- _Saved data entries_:

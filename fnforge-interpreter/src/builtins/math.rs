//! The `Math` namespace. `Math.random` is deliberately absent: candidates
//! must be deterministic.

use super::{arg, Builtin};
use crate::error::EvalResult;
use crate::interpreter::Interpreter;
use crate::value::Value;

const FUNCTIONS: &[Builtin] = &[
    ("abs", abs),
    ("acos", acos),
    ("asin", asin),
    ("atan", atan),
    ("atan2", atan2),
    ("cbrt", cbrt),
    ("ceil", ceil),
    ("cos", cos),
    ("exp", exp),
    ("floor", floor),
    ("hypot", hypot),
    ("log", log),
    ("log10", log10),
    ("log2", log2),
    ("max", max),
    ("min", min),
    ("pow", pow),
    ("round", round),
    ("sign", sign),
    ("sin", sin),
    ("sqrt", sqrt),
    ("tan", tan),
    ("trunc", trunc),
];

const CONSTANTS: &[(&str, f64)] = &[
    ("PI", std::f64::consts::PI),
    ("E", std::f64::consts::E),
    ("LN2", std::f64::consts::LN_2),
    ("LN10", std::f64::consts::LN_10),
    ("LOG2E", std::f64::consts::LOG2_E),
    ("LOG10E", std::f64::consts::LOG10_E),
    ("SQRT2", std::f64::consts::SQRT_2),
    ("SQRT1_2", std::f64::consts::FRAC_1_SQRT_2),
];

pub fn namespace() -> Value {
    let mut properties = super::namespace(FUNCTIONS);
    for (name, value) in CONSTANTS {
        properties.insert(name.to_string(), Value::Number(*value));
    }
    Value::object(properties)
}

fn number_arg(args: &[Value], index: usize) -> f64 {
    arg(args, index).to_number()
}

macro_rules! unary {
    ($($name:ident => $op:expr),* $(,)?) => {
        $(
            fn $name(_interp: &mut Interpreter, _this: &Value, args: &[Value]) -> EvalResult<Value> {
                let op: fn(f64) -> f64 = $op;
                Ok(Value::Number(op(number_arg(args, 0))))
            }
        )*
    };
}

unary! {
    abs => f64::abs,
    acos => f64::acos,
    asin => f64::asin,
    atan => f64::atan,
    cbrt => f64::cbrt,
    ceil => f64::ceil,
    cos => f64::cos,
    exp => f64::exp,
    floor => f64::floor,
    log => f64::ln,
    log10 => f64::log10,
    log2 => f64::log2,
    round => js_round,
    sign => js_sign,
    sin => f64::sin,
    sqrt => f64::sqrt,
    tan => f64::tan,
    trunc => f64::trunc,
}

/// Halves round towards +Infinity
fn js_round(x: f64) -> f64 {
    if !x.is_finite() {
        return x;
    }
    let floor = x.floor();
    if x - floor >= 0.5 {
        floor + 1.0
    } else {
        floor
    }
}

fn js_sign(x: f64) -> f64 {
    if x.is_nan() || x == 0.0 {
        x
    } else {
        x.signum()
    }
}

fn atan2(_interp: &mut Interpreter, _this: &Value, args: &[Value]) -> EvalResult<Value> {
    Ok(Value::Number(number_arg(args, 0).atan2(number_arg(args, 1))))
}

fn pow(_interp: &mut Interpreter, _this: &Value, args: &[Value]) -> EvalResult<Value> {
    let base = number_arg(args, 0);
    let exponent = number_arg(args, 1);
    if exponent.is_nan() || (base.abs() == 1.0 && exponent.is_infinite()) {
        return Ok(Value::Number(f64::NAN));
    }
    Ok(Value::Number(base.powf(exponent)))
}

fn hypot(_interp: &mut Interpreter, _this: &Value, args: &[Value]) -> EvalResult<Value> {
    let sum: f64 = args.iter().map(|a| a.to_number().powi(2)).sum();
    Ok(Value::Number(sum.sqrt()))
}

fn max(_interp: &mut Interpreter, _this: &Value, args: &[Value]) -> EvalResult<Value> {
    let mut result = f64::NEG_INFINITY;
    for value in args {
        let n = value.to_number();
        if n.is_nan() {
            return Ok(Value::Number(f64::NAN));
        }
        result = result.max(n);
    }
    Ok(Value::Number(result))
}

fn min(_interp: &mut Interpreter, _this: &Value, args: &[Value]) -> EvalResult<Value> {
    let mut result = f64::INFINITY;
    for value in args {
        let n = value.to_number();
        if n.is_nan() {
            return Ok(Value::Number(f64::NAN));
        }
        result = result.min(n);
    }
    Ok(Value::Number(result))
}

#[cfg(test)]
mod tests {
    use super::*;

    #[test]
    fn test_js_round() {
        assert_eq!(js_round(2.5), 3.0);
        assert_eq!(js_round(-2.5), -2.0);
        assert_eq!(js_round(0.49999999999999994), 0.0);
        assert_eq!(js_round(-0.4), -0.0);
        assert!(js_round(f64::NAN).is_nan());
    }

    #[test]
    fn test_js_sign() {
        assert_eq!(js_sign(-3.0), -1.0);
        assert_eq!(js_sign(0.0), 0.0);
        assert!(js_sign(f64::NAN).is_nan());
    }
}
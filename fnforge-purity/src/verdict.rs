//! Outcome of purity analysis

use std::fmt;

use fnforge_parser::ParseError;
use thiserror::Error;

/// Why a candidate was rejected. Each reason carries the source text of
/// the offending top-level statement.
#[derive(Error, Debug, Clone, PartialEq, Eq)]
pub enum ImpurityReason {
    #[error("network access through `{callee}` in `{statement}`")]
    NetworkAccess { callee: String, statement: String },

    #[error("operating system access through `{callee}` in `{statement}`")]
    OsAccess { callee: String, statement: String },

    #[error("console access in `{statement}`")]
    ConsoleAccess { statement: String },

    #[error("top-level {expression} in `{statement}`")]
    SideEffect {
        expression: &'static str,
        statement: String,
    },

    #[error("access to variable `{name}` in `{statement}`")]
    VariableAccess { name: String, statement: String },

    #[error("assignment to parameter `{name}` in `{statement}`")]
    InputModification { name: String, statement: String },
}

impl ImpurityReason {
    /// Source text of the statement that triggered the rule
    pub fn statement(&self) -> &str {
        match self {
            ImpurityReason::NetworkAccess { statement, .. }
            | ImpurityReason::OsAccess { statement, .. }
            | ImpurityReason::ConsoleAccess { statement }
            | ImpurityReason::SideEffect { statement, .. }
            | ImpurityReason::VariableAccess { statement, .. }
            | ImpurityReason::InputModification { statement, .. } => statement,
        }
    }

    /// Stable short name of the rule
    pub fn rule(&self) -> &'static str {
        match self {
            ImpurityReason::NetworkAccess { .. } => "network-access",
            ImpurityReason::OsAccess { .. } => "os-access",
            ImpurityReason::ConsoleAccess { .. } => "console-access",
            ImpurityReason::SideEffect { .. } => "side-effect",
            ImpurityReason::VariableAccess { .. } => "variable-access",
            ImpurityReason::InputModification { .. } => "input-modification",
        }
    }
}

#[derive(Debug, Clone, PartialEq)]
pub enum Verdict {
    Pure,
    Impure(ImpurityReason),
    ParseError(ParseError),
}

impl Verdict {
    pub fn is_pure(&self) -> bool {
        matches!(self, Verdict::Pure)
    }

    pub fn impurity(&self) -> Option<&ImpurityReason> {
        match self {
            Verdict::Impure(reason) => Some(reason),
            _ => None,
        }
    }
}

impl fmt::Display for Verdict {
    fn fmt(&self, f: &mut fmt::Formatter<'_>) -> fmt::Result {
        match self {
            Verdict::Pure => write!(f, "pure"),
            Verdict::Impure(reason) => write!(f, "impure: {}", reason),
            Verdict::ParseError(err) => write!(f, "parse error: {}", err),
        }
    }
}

- _Task brief_: Please give the full set of data again exactly.

- _Exercise answer_:
filename fnforge-interpreter/src/builtins/math.rs
//! The `Math` namespace. `Math.random` is deliberately absent: candidates
//! must be deterministic.

use super::{arg, Builtin};
use crate::error::EvalResult;
use crate::interpreter::Interpreter;
use crate::value::Value;

const FUNCTIONS: &[Builtin] = &[
    ("abs", abs),
    ("acos", acos),
    ("asin", asin),
    ("atan", atan),
    ("atan2", atan2),
    ("cbrt", cbrt),
    ("ceil", ceil),
    ("cos", cos),
    ("exp", exp),
    ("floor", floor),
    ("hypot", hypot),
    ("log", log),
    ("log10", log10),
    ("log2", log2),
    ("max", max),
    ("min", min),
    ("pow", pow),
    ("round", round),
    ("sign", sign),
    ("sin", sin),
    ("sqrt", sqrt),
    ("tan", tan),
    ("trunc", trunc),
];

const CONSTANTS: &[(&str, f64)] = &[
    ("PI", std::f64::consts::PI),
    ("E", std::f64::consts::E),
    ("LN2", std::f64::consts::LN_2),
    ("LN10", std::f64::consts::LN_10),
    ("LOG2E", std::f64::consts::LOG2_E),
    ("LOG10E", std::f64::consts::LOG10_E),
    ("SQRT2", std::f64::consts::SQRT_2),
    ("SQRT1_2", std::f64::consts::FRAC_1_SQRT_2),
];

pub fn namespace() -> Value {
    let mut properties = super::namespace(FUNCTIONS);
    for (name, value) in CONSTANTS {
        properties.insert(name.to_string(), Value::Number(*value));
    }
    Value::object(properties)
}

fn number_arg(args: &[Value], index: usize) -> f64 {
    arg(args, index).to_number()
}

macro_rules! unary {
    ($($name:ident => $op:expr),* $(,)?) => {
        $(
            fn $name(_interp: &mut Interpreter, _this: &Value, args: &[Value]) -> EvalResult<Value> {
                let op: fn(f64) -> f64 = $op;
                Ok(Value::Number(op(number_arg(args, 0))))
            }
        )*
    };
}

unary! {
    abs => f64::abs,
    acos => f64::acos,
    asin => f64::asin,
    atan => f64::atan,
    cbrt => f64::cbrt,
    ceil => f64::ceil,
    cos => f64::cos,
    exp => f64::exp,
    floor => f64::floor,
    log => f64::ln,
    log10 => f64::log10,
    log2 => f64::log2,
    round => js_round,
    sign => js_sign,
    sin => f64::sin,
    sqrt => f64::sqrt,
    tan => f64::tan,
    trunc => f64::trunc,
}

/// Halves round towards +Infinity
fn js_round(x: f64) -> f64 {
    if !x.is_finite() {
        return x;
    }
    let floor = x.floor();
    if x - floor >= 0.5 {
        floor + 1.0
    } else {
        floor
    }
}

fn js_sign(x: f64) -> f64 {
    if x.is_nan() || x == 0.0 {
        x
    } else {
        x.signum()
    }
}

fn atan2(_interp: &mut Interpreter, _this: &Value, args: &[Value]) -> EvalResult<Value> {
    Ok(Value::Number(number_arg(args, 0).atan2(number_arg(args, 1))))
}

fn pow(_interp: &mut Interpreter, _this: &Value, args: &[Value]) -> EvalResult<Value> {
    let base = number_arg(args, 0);
    let exponent = number_arg(args, 1);
    if exponent.is_nan() || (base.abs() == 1.0 && exponent.is_infinite()) {
        return Ok(Value::Number(f64::NAN));
    }
    Ok(Value::Number(base.powf(exponent)))
}

fn hypot(_interp: &mut Interpreter, _this: &Value, args: &[Value]) -> EvalResult<Value> {
    let sum: f64 = args.iter().map(|a| a.to_number().powi(2)).sum();
    Ok(Value::Number(sum.sqrt()))
}

fn max(_interp: &mut Interpreter, _this: &Value, args: &[Value]) -> EvalResult<Value> {
    let mut result = f64::NEG_INFINITY;
    for value in args {
        let n = value.to_number();
        if n.is_nan() {
            return Ok(Value::Number(f64::NAN));
        }
        result = result.max(n);
    }
    Ok(Value::Number(result))
}

fn min(_interp: &mut Interpreter, _this: &Value, args: &[Value]) -> EvalResult<Value> {
    let mut result = f64::INFINITY;
    for value in args {
        let n = value.to_number();
        if n.is_nan() {
            return Ok(Value::Number(f64::NAN));
        }
        result = result.min(n);
    }
    Ok(Value::Number(result))
}

#[cfg(test)]
mod tests {
    use super::*;

    #[test]
    fn test_js_round() {
        assert_eq!(js_round(2.5), 3.0);
        assert_eq!(js_round(-2.5), -2.0);
        assert_eq!(js_round(0.49999999999999994), 0.0);
        assert_eq!(js_round(-0.4), -0.0);
        assert!(js_round(f64::NAN).is_nan());
    }

    #[test]
    fn test_js_sign() {
        assert_eq!(js_sign(-3.0), -1.0);
        assert_eq!(js_sign(0.0), 0.0);
        assert!(js_sign(f64::NAN).is_nan());
    }
}
filename fnforge-purity/src/verdict.rs
//! Outcome of purity analysis

use std::fmt;

use fnforge_parser::ParseError;
use thiserror::Error;

/// Why a candidate was rejected. Each reason carries the source text of
/// the offending top-level statement.
#[derive(Error, Debug, Clone, PartialEq, Eq)]
pub enum ImpurityReason {
    #[error("network access through `{callee}` in `{statement}`")]
    NetworkAccess { callee: String, statement: String },

    #[error("operating system access through `{callee}` in `{statement}`")]
    OsAccess { callee: String, statement: String },

    #[error("console access in `{statement}`")]
    ConsoleAccess { statement: String },

    #[error("top-level {expression} in `{statement}`")]
    SideEffect {
        expression: &'static str,
        statement: String,
    },

    #[error("access to variable `{name}` in `{statement}`")]
    VariableAccess { name: String, statement: String },

    #[error("assignment to parameter `{name}` in `{statement}`")]
    InputModification { name: String, statement: String },
}

impl ImpurityReason {
    /// Source text of the statement that triggered the rule
    pub fn statement(&self) -> &str {
        match self {
            ImpurityReason::NetworkAccess { statement, .. }
            | ImpurityReason::OsAccess { statement, .. }
            | ImpurityReason::ConsoleAccess { statement }
            | ImpurityReason::SideEffect { statement, .. }
            | ImpurityReason::VariableAccess { statement, .. }
            | ImpurityReason::InputModification { statement, .. } => statement,
        }
    }

    /// Stable short name of the rule
    pub fn rule(&self) -> &'static str {
        match self {
            ImpurityReason::NetworkAccess { .. } => "network-access",
            ImpurityReason::OsAccess { .. } => "os-access",
            ImpurityReason::ConsoleAccess { .. } => "console-access",
            ImpurityReason::SideEffect { .. } => "side-effect",
            ImpurityReason::VariableAccess { .. } => "variable-access",
            ImpurityReason::InputModification { .. } => "input-modification",
        }
    }
}

#[derive(Debug, Clone, PartialEq)]
pub enum Verdict {
    Pure,
    Impure(ImpurityReason),
    ParseError(ParseError),
}

impl Verdict {
    pub fn is_pure(&self) -> bool {
        matches!(self, Verdict::Pure)
    }

    pub fn impurity(&self) -> Option<&ImpurityReason> {
        match self {
            Verdict::Impure(reason) => Some(reason),
            _ => None,
        }
    }
}

impl fmt::Display for Verdict {
    fn fmt(&self, f: &mut fmt::Formatter<'_>) -> fmt::Result {
        match self {
            Verdict::Pure => write!(f, "pure"),
            Verdict::Impure(reason) => write!(f, "impure: {}", reason),
            Verdict::ParseError(err) => write!(f, "parse error: {}", err),
        }
    }
}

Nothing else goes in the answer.